Open access: 10.1016/j.nefro.2019.02.001

Disponible on line: 21.04.2019

Según los datos de la Sociedad Española de Oncología Médica [1] el cáncer sigue constituyendo una de las principales causas de morbilidad del mundo en continuo crecimiento. Las estimaciones poblacionales indican que el número de casos nuevos probablemente aumente en un 70 % en las próximas décadas, alcanzando los 24 millones de casos aproximadamente en el año 2035. También en España, el cáncer es una de las principales causas de morbilidad con 228.482 casos estimados para el año 2017 y una previsión de 315.413 casos para el año 2035. 

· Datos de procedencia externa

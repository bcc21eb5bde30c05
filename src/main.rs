// badge-bootstrap
// Main CLI entry point

use badge_bootstrap::cli::{Cli, CliDispatcher};
use badge_bootstrap::utils::error::UserError;
use badge_bootstrap::utils::logging;
use clap::Parser;
use std::process;

#[tokio::main]
async fn main() {
    let cli = Cli::parse();
    logging::init(cli.verbose);

    match CliDispatcher::execute(cli.command).await {
        Ok(0) => {}
        Ok(code) => process::exit(code),
        Err(err) => {
            let user_error = UserError::from_bootstrap_error(&err);
            user_error.print();
            process::exit(user_error.exit_code);
        }
    }
}
// Provision and up command implementation

use clap::Args;
use serde::Serialize;
use std::path::Path;

use crate::cli::RecipeArgs;
use crate::models::step::{BootstrapReport, StepRecord};
use crate::utils::error::{BootstrapError, Result};

#[derive(Debug, Args)]
pub struct ProvisionCommand {
    #[command(flatten)]
    pub recipe: RecipeArgs,
    /// Report native package installation as skipped
    #[arg(long)]
    pub skip_native: bool,
    /// Run every step even when its inputs are unchanged
    #[arg(long)]
    pub no_cache: bool,
    /// Output as JSON
    #[arg(long)]
    pub json: bool,
}

#[derive(Debug, Serialize)]
pub struct ProvisionResponse<'a> {
    pub status: &'static str,
    pub duration_ms: u64,
    pub workdir: String,
    pub steps: &'a [StepRecord],
}

impl ProvisionCommand {
    /// Provision and, for `up`, launch afterwards
    pub async fn run(&self, launch: bool) -> Result<i32> {
        let mut bootstrapper = self.recipe.bootstrapper(self.skip_native, self.no_cache)?;
        let report = bootstrapper.provision().await?;
        let duration_ms = u64::try_from(report.total_elapsed().as_millis()).unwrap_or(u64::MAX);

        if self.json {
            output_json_response(duration_ms, bootstrapper.workdir(), &report)?;
        } else {
            print_report(&report);
            println!(
                "\n✓ Environment ready in {} ({}ms)",
                bootstrapper.workdir().display(),
                duration_ms
            );
        }

        if launch {
            bootstrapper.launch()
        } else {
            Ok(0)
        }
    }
}

fn output_json_response(duration_ms: u64, workdir: &Path, report: &BootstrapReport) -> Result<()> {
    let response = ProvisionResponse {
        status: "success",
        duration_ms,
        workdir: workdir.display().to_string(),
        steps: &report.steps,
    };
    let json = serde_json::to_string_pretty(&response).map_err(|e| {
        BootstrapError::ExecutionError(format!("Failed to serialize JSON response: {e}"))
    })?;
    println!("{json}");
    Ok(())
}

/// One line per step: number, status, name, detail
pub fn print_report(report: &BootstrapReport) {
    for record in &report.steps {
        println!(
            "  [{}/7] {:<8} {:<24} {}",
            record.step.number(),
            record.status.to_string(),
            record.step.to_string(),
            record.detail
        );
    }
}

En el estudio del paciente con cáncer, la información obtenida mediante procedimientos radiológicos utilizando medios de contraste (MC) es de gran importancia para el diagnóstico y evolución de la enfermedad y los MC se utilizan cada vez más para obtener mejores imágenes en un amplio espectro de áreas como la tomografía computarizada (TC) y la resonancia magnética (RM). 

Cáncer y Riñón

Las relaciones entre cáncer y riñón han sido cada vez mejor estudiadas y en la actualidad se conocen múltiples vías de interacción: insuficiencia renal aguda o crónica, trastornos hidroelectrolíticos, nefropatías glomerulares, efectos tóxicos de las diferentes quimioterapias, etc. De todas esas complicaciones renales, la insuficiencia renal aguda por administración intravascular de contraste yodado ha sido ampliamente discutida, especialmente sus medios de prevención. En el caso del paciente oncológico la posibilidad de lesión renal aguda se acentúa por varias razones, destacando: la coincidencia con otros factores nefrotóxicos, situaciones de inadecuada perfusión renal, la administración frecuente de contraste yodado (TC y PET-TC con contraste) imprescindible para la correcta valoración de la enfermedad neoplásica y en muchos casos la existencia de insuficiencia renal previa (Filtrado Glomerular inferior a 60 ml/min/1.73 m2). Existen estudios recientes que consideran que la lesión renal aguda postcontraste (LRA-PC) es un estado transitorio con elevaciones asintomáticas en los valores de creatinina en suero sin traducción clínica [2]. Hay no obstante estudios que han demostrado que las tasas de mortalidad a corto y largo plazo son significativamente más altas en pacientes con LRA-PC en comparación con pacientes sin LRA-PC [3]. Además, la historia de LRA-PC puede estar asociada con el desarrollo de enfermedad renal crónica (ERC) y la progresión a enfermedad renal terminal (ERT) en el largo plazo [4] [5].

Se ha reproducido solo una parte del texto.